Pas uniquement pour les boissons

Le consortium danois Paboco a aussi attiré l’attention de Procter & Gamble. Le géant américain de l’hygiène (Ariel, Dash, Mr. Propre…), qui cherche à réduire son utilisation de plastiques vierges de 50% d’ici 2030, a lancé en juin, en association avec la société danoise, une bouteille en papier pour ses savons de lessive Lenor. C’est en fait toute la division Entretien des Tissus et de la Maison (Fabric & Home Care) de Procter & Gamble qui cherche à réduire l’utilisation de plastique dans le but de créer – et d’utiliser – une bouteille entièrement biosourcée. Un projet pilote est également annoncé pour l’Europe de l’Ouest en 2022.

Prudence

Plus récemment et plus près de chez nous, Coca-Cola a développé son propre prototype de bouteille en papier. Fruit d’un partenariat entre les scientifiques du centre R&D de Coca-Cola à Anderlecht et Paboco, celui-ci a été testé en Hongrie. Un échantillon de 2.000 bouteilles d’AdeZ, une boisson à base de plantes, a été proposé durant l’été.

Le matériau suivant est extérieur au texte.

// THEORY:
// The shape classifier is where distances become meaning. It reads the squared
// distances the geometry layer measured, compares them against the fixed center
// radius and the current petal threshold, and returns exactly one `Region`.
//
// Key architectural principles:
// 1.  **Precedence, not geometry**: Center beats Petal beats Background. Nothing
//     about the shapes guarantees they are disjoint, and the classifier does not
//     rely on it. With a fully swollen petal (threshold 2254) and the petal
//     centers only 48 pixels out, petals do reach into the center disk; the
//     ordering of the checks is what keeps the disk whole.
// 2.  **Strict inequality**: A pixel exactly on a boundary (`d² == r²`) is
//     outside. This matches the `<` used throughout the squared distance field.

use crate::core_modules::color::color::Region;
use crate::core_modules::geometry::{CENTER_R2, Distances, SquaredDistance};

/// Whether the pixel lies inside the center disk.
#[inline]
pub fn in_center(distances: &Distances) -> bool {
    distances.center < CENTER_R2
}

/// Whether the pixel lies inside any petal at the given squared radius.
#[inline]
pub fn in_petal(distances: &Distances, petal_r2: SquaredDistance) -> bool {
    distances.petals.iter().any(|&d2| d2 < petal_r2)
}

/// Resolves a pixel's region with fixed precedence: center, then petal, then background.
#[inline]
pub fn classify(distances: &Distances, petal_r2: SquaredDistance) -> Region {
    if in_center(distances) {
        Region::Center
    } else if in_petal(distances, petal_r2) {
        Region::Petal
    } else {
        Region::Background
    }
}
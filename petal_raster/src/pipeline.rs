// THEORY:
// The `pipeline` module is the top-level API for the raster engine. It ties the
// per-pixel stages into one call (`evaluate_pixel`) and wraps that call in a
// `RasterPipeline` that behaves the way the engine would inside real video
// hardware: a timing generator ticks once per pixel clock, every tick produces a
// color, and the frame counter advances on the vsync edge.
//
// The per-pixel path is a pure function of (x, y, counter value, active). The
// counter is passed in as a plain `u8` snapshot, never read from shared state, so
// the same function serves this sequential pipeline, the parallel renderer and
// any test that wants to probe a single pixel.

use crate::core_modules::color::color::{Color, Region};
use crate::core_modules::compositor::composite;
use crate::core_modules::frame_counter::FrameCounter;
use crate::core_modules::geometry::{self, Coordinate};
use crate::core_modules::radius_modulator::threshold_for_counter;
use crate::core_modules::raster_timing::{RasterScan, RasterTiming, ScanSignals};
use crate::core_modules::shape_classifier::classify;
use crate::core_modules::utils::image_helper::image_helper;
use log::debug;
use std::path::Path;

const DEFAULT_FRAMES_PER_SECOND: u32 = 60;

/// Configuration for the raster engine and the renderers built on it.
#[derive(Debug, Clone)]
pub struct RasterConfig {
    /// Scan geometry, including blanking.
    pub timing: RasterTiming,
    /// Number of band workers the parallel renderer spawns.
    pub worker_count: usize,
    /// Rate of the free-running frame clock in the parallel renderer.
    pub frames_per_second: u32,
}

impl Default for RasterConfig {
    fn default() -> Self {
        Self {
            timing: RasterTiming::default(),
            worker_count: num_cpus::get(),
            frames_per_second: DEFAULT_FRAMES_PER_SECOND,
        }
    }
}

/// Region of a pixel for a given frame counter value.
#[inline]
pub fn evaluate_region(x: Coordinate, y: Coordinate, counter: u8) -> Region {
    let distances = geometry::evaluate(x, y);
    classify(&distances, threshold_for_counter(counter))
}

/// Color of one pixel clock. Total and deterministic in its four inputs.
#[inline]
pub fn evaluate_pixel(x: Coordinate, y: Coordinate, counter: u8, active: bool) -> Color {
    composite(evaluate_region(x, y, counter), y, active)
}

/// The visible area of one rendered frame.
#[derive(Debug, Clone, PartialEq, Eq)]
pub struct FrameBuffer {
    /// Sequential id assigned by the renderer that produced this frame.
    pub frame_id: u64,
    /// The counter value every pixel of this frame was evaluated with.
    pub counter: u8,
    pub width: u32,
    pub height: u32,
    /// Row-major colors, `width * height` long.
    pub pixels: Vec<Color>,
}

impl FrameBuffer {
    pub fn get(&self, x: Coordinate, y: Coordinate) -> Option<Color> {
        if x >= self.width || y >= self.height {
            return None;
        }
        self.pixels.get((y * self.width + x) as usize).copied()
    }

    pub fn to_rgba8(&self) -> Vec<u8> {
        image_helper::pack_rgba(&self.pixels)
    }

    /// Writes the frame as a PNG.
    pub fn save(&self, path: impl AsRef<Path>) -> Result<(), image::error::ImageError> {
        image_helper::save(path, self.width, self.height, &self.to_rgba8())
    }
}

/// A clock-accurate software model of the engine: one `clock` call per pixel clock.
pub struct RasterPipeline {
    config: RasterConfig,
    scan: RasterScan,
    counter: FrameCounter,
    frames_rendered: u64,
}

impl RasterPipeline {
    pub fn new(config: RasterConfig) -> Result<Self, &'static str> {
        config.timing.validate()?;
        Ok(Self {
            scan: RasterScan::new(config.timing),
            counter: FrameCounter::new(),
            config,
            frames_rendered: 0,
        })
    }

    /// Advances one pixel clock. The pixel is colored with the counter value
    /// latched before this clock's vsync edge or reset takes effect.
    pub fn clock(&mut self, reset: bool) -> (ScanSignals, Color) {
        let signals = self.scan.tick();
        let color = evaluate_pixel(signals.x, signals.y, self.counter.value(), signals.active);
        self.counter.clock(signals.vsync_edge, reset);
        (signals, color)
    }

    /// Clocks out the rest of a partially scanned frame so the beam sits at the
    /// top-left of the visible area. Any vsync edge on the way is honored.
    fn finish_partial_frame(&mut self) {
        while !self.scan.at_origin() {
            self.clock(false);
        }
    }

    /// Runs one full scan from the top-left of the visible area and returns its
    /// visible pixels. A frame already in progress through `clock` is completed
    /// first and discarded. The counter advances exactly once during the
    /// returned scan, in vertical blanking.
    pub fn render_frame(&mut self) -> FrameBuffer {
        self.finish_partial_frame();

        let width = self.config.timing.h_active;
        let height = self.config.timing.v_active;
        let counter = self.counter.value();
        let mut pixels = vec![Color::BLACK; (width * height) as usize];

        for _ in 0..self.config.timing.clocks_per_frame() {
            let (signals, color) = self.clock(false);
            if signals.active {
                pixels[(signals.y * width + signals.x) as usize] = color;
            }
        }

        let frame_id = self.frames_rendered;
        self.frames_rendered += 1;
        debug!("Rendered frame {} with counter {}", frame_id, counter);

        FrameBuffer {
            frame_id,
            counter,
            width,
            height,
            pixels,
        }
    }

    /// Returns the counter and the beam to their power-on state.
    pub fn reset(&mut self) {
        self.counter.reset();
        self.scan.reset();
        self.frames_rendered = 0;
    }

    pub fn counter(&self) -> &FrameCounter {
        &self.counter
    }
}

#[cfg(test)]
mod tests {
    use super::*;
    use crate::core_modules::compositor::sky_blue;
    use crate::core_modules::geometry::CENTER_R2;
    use crate::core_modules::radius_modulator::threshold;
    use proptest::prelude::*;

    fn pipeline() -> RasterPipeline {
        RasterPipeline::new(RasterConfig::default()).expect("valid timing")
    }

    #[test]
    fn exact_center_is_yellow() {
        assert_eq!(evaluate_pixel(320, 240, 0, true), Color::new(3, 3, 0));
    }

    #[test]
    fn first_petal_center_is_pink() {
        assert_eq!(evaluate_region(368, 240, 0), Region::Petal);
        assert_eq!(evaluate_pixel(368, 240, 0, true), Color::new(3, 1, 2));
    }

    #[test]
    fn petal_pulse_reaches_further_late_in_the_cycle() {
        // 33 px beyond the +x petal center: 1089 lies between 784 and 2254.
        assert_eq!(evaluate_region(401, 240, 0), Region::Background);
        assert_eq!(evaluate_region(401, 240, 15), Region::Petal);
        assert_eq!(evaluate_region(401, 240, 16), Region::Background);
    }

    #[test]
    fn rejects_invalid_timing() {
        let config = RasterConfig {
            timing: RasterTiming { v_active: 0, ..RasterTiming::default() },
            ..RasterConfig::default()
        };
        assert!(RasterPipeline::new(config).is_err());
    }

    #[test]
    fn render_frame_advances_counter_once() {
        let mut pipeline = pipeline();
        let first = pipeline.render_frame();
        assert_eq!(first.counter, 0);
        assert_eq!(first.frame_id, 0);
        assert_eq!(pipeline.counter().value(), 1);

        let second = pipeline.render_frame();
        assert_eq!(second.counter, 1);
        assert_eq!(second.frame_id, 1);
        assert_eq!(pipeline.counter().value(), 2);
    }

    #[test]
    fn rendered_frame_matches_pure_evaluation() {
        let mut pipeline = pipeline();
        let frame = pipeline.render_frame();
        assert_eq!((frame.width, frame.height), (640, 480));
        assert_eq!(frame.pixels.len(), 640 * 480);
        for (x, y) in [(0, 0), (320, 240), (368, 240), (300, 200), (639, 479), (100, 400)] {
            assert_eq!(frame.get(x, y), Some(evaluate_pixel(x, y, 0, true)), "({x}, {y})");
        }
        assert_eq!(frame.get(640, 0), None);
    }

    #[test]
    fn blanking_clocks_are_black() {
        let mut pipeline = pipeline();
        for _ in 0..RasterTiming::default().clocks_per_frame() {
            let (signals, color) = pipeline.clock(false);
            if !signals.active {
                assert_eq!(color, Color::BLACK);
            }
        }
    }

    #[test]
    fn render_after_partial_scan_uses_one_counter_value() {
        let mut pipeline = pipeline();
        // Stop the beam 300 lines into a frame, before the vsync edge at line 490.
        for _ in 0..800 * 300 {
            pipeline.clock(false);
        }
        assert_eq!(pipeline.counter().value(), 0);

        let frame = pipeline.render_frame();
        // The interrupted frame's vsync edge lands before the new scan starts.
        assert_eq!(frame.counter, 1);
        assert_eq!(pipeline.counter().value(), 2);
        let mismatched = (0..frame.height)
            .flat_map(|y| (0..frame.width).map(move |x| (x, y)))
            .filter(|&(x, y)| frame.get(x, y) != Some(evaluate_pixel(x, y, frame.counter, true)))
            .count();
        assert_eq!(mismatched, 0);
    }

    #[test]
    fn held_reset_pins_counter_at_zero() {
        let mut pipeline = pipeline();
        pipeline.render_frame();
        assert_eq!(pipeline.counter().value(), 1);
        for _ in 0..RasterTiming::default().clocks_per_frame() {
            pipeline.clock(true);
        }
        assert_eq!(pipeline.counter().value(), 0);
    }

    #[test]
    fn reset_restarts_the_animation() {
        let mut pipeline = pipeline();
        let first = pipeline.render_frame();
        pipeline.render_frame();
        pipeline.reset();
        assert_eq!(pipeline.render_frame(), first);
    }

    #[test]
    fn saved_frame_round_trips_through_png() {
        let mut pipeline = pipeline();
        let frame = pipeline.render_frame();
        let path = std::env::temp_dir().join("petal_raster_pipeline_frame.png");
        frame.save(&path).expect("Error Saving File.");

        let decoded = image::open(&path).expect("Error Opening File.").to_rgba8();
        assert_eq!(decoded.dimensions(), (640, 480));
        assert_eq!(decoded.get_pixel(320, 240).0, [255, 255, 0, 255]);
        assert_eq!(decoded.get_pixel(368, 240).0, [255, 85, 170, 255]);
        let _ = std::fs::remove_file(&path);
    }

    proptest! {
        #[test]
        fn blanked_pixels_are_black(x in 0u32..800, y in 0u32..525, counter in any::<u8>()) {
            prop_assert_eq!(evaluate_pixel(x, y, counter, false), Color::BLACK);
        }

        #[test]
        fn center_disk_is_always_yellow(x in 300u32..340, y in 220u32..260, counter in any::<u8>()) {
            let dx = x as i32 - 320;
            let dy = y as i32 - 240;
            prop_assume!(((dx * dx + dy * dy) as u32) < CENTER_R2);
            prop_assert_eq!(evaluate_pixel(x, y, counter, true), Color::new(3, 3, 0));
        }

        #[test]
        fn background_is_sky_gradient(x in 0u32..640, y in 0u32..480, counter in any::<u8>()) {
            let distances = geometry::evaluate(x, y);
            let petal_r2 = threshold(counter & 0x0F);
            prop_assume!(distances.center >= CENTER_R2);
            prop_assume!(distances.petals.iter().all(|&d2| d2 >= petal_r2));
            let sky = sky_blue(y);
            prop_assert_eq!(evaluate_pixel(x, y, counter, true), Color::new(sky, 0, sky));
        }

        #[test]
        fn output_repeats_every_16_frames(x in 0u32..640, y in 0u32..480, counter in any::<u8>()) {
            prop_assert_eq!(
                evaluate_pixel(x, y, counter, true),
                evaluate_pixel(x, y, counter.wrapping_add(16), true)
            );
        }

        #[test]
        fn evaluation_is_deterministic(x in 0u32..800, y in 0u32..525, counter in any::<u8>(), active in any::<bool>()) {
            prop_assert_eq!(evaluate_pixel(x, y, counter, active), evaluate_pixel(x, y, counter, active));
        }
    }
}
use anyhow::{Context, anyhow, bail};
use log::{info, warn};
use petal_raster::parallel_pipeline::ParallelPipeline;
use petal_raster::pipeline::{FrameBuffer, RasterConfig, RasterPipeline};
use std::env;
use std::path::{Path, PathBuf};

const DEFAULT_FRAME_COUNT: u32 = 32;

#[derive(Debug, Clone, Copy, PartialEq, Eq)]
enum Mode {
    /// Parallel renderer, counter advanced after each saved frame.
    Stepped,
    /// Clock-accurate sequential model.
    Sequential,
    /// Parallel renderer racing a free-running frame clock.
    Live,
}

fn env_override<T: std::str::FromStr>(name: &str) -> anyhow::Result<Option<T>> {
    match env::var(name) {
        Ok(value) => value
            .parse()
            .map(Some)
            .map_err(|_| anyhow!("{} is not a valid number: {:?}", name, value)),
        Err(_) => Ok(None),
    }
}

fn frame_path(output_dir: &Path, index: u32) -> PathBuf {
    output_dir.join(format!("frame_{:03}.png", index))
}

fn save_frame(frame: &FrameBuffer, output_dir: &Path, index: u32) -> anyhow::Result<()> {
    let path = frame_path(output_dir, index);
    frame
        .save(&path)
        .with_context(|| format!("Failed to write {}", path.display()))?;
    info!("Wrote {} (counter {})", path.display(), frame.counter);
    Ok(())
}

/// Renders `frame_count` frames while the frame clock runs freely. Each frame
/// after the first waits for the counter to change, so no frame is rendered
/// twice for the same counter step.
async fn render_live(pipeline: &ParallelPipeline, frame_count: u32) -> anyhow::Result<Vec<FrameBuffer>> {
    let mut counter_changes = pipeline.subscribe_counter();
    let mut frames = Vec::with_capacity(frame_count as usize);

    while frames.len() < frame_count as usize {
        if !frames.is_empty() {
            counter_changes
                .changed()
                .await
                .context("Frame counter publisher closed")?;
        }
        let _ = counter_changes.borrow_and_update();
        let frame = pipeline.render_frame().await.map_err(|e| anyhow!(e))?;
        frames.push(frame);
    }

    Ok(frames)
}

#[tokio::main]
async fn main() -> anyhow::Result<()> {
    env_logger::Builder::from_env(env_logger::Env::default().default_filter_or("info"))
        .format_timestamp_micros()
        .init();

    // --- 1. Argument Parsing & Setup ---
    let args: Vec<String> = env::args().skip(1).collect();
    let mut mode = Mode::Stepped;
    let mut positional = Vec::new();
    for arg in args {
        match arg.as_str() {
            "--live" => mode = Mode::Live,
            "--sequential" => mode = Mode::Sequential,
            _ => positional.push(arg),
        }
    }

    let Some(output_dir) = positional.first().map(PathBuf::from) else {
        println!("Usage: frame_dumper <output_dir> [frame_count] [--live | --sequential]");
        return Ok(());
    };
    let frame_count = match positional.get(1) {
        Some(count) => count
            .parse::<u32>()
            .with_context(|| format!("Invalid frame count: {:?}", count))?,
        None => env_override("PR_FRAMES")?.unwrap_or(DEFAULT_FRAME_COUNT),
    };

    if frame_count == 0 {
        bail!("Nothing to render: frame count is zero");
    }

    let mut config = RasterConfig::default();
    if let Some(workers) = env_override::<usize>("PR_WORKERS")? {
        config.worker_count = workers;
    }
    if let Some(fps) = env_override::<u32>("PR_FPS")? {
        config.frames_per_second = fps;
    }
    if mode != Mode::Live && env::var("PR_FPS").is_ok() {
        warn!("PR_FPS only affects --live mode");
    }

    std::fs::create_dir_all(&output_dir)
        .with_context(|| format!("Failed to create output directory {}", output_dir.display()))?;

    info!("Rendering {} frames into {} ({:?} mode)", frame_count, output_dir.display(), mode);

    // --- 2. Main Rendering Loop ---
    match mode {
        Mode::Sequential => {
            let mut pipeline = RasterPipeline::new(config).map_err(|e| anyhow!(e))?;
            for index in 0..frame_count {
                let frame = pipeline.render_frame();
                save_frame(&frame, &output_dir, index)?;
            }
        }
        Mode::Stepped => {
            let pipeline = ParallelPipeline::new(config).map_err(|e| anyhow!(e))?;
            for index in 0..frame_count {
                let frame = pipeline.render_frame().await.map_err(|e| anyhow!(e))?;
                save_frame(&frame, &output_dir, index)?;
                pipeline.advance_frame().await;
            }
            pipeline.shutdown().await;
        }
        Mode::Live => {
            let pipeline = ParallelPipeline::new(config).map_err(|e| anyhow!(e))?;
            info!(
                "Frame clock at {} fps, {} band workers",
                pipeline.config().frames_per_second,
                pipeline.config().worker_count
            );
            let clock = pipeline.spawn_frame_clock();
            let frames = render_live(&pipeline, frame_count).await;
            pipeline.stop_frame_clock();
            clock.await.context("Frame clock task failed")?;
            for (index, frame) in frames?.iter().enumerate() {
                save_frame(frame, &output_dir, index as u32)?;
            }
            pipeline.shutdown().await;
        }
    }

    info!("Rendering complete. Output saved to {}", output_dir.display());
    Ok(())
}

« 85% des consommateurs affirment qu’ils préféreraient consommer leur boisson dans une bouteille en papier. »

Laura Brems
Porte-parole de Coca-Cola en Belgique

 

« Les premiers retours sont très positifs. Nonante pour-cent des consommateurs ont apprécié le prototype, et 85% affirment qu’ils préféreraient consommer leur boisson dans une bouteille en papier », précise Laura Brems, porte-parole de Coca-Cola en Belgique. L’étape suivante consistera à reproduire l’expérience à plus grande échelle. À ce stade, ni le lieu ni le moment n’ont encore été déterminés.

Les contraintes de rentabilité économique poussent cependant les multinationales à la plus grande prudence. Ce n’est pas le cas des petits acteurs, qui avancent à marche forcée et commercialisent déjà des bouteilles en carton. L’exemple le plus emblématique est sans doute celui de Frugalpac, une société anglaise spécialisée dans les emballages durables, dont la bouteille en papier « Frugal Bottle » a déjà convaincu plusieurs viticulteurs, mais aussi le géant des spiritueux Diageo (Johnnie Walker) et des distributeurs comme… Delhaize.

83
grammes
L’atout majeur de la bouteille en papier, c’est le poids (83 g), qui la rend cinq fois plus légère qu’une bouteille en verre.

 

Fruit de cinq ans de recherches, la bouteille produite par la société basée à Ipswich (nord-est de Londres) est constituée d’un revêtement en papier recyclé à 94% et d’une doublure alimentaire de 15 grammes de plastique recyclé, facilement séparable de l’enveloppe en carton. Son atout majeur: le poids (83 g), qui la rend cinq fois plus légère qu’une bouteille en verre de même contenance, pour un prix comparable. Son empreinte hydrique est en outre quatre fois inférieure à celle d’un flacon en verre, et son empreinte carbone est six fois plus réduite.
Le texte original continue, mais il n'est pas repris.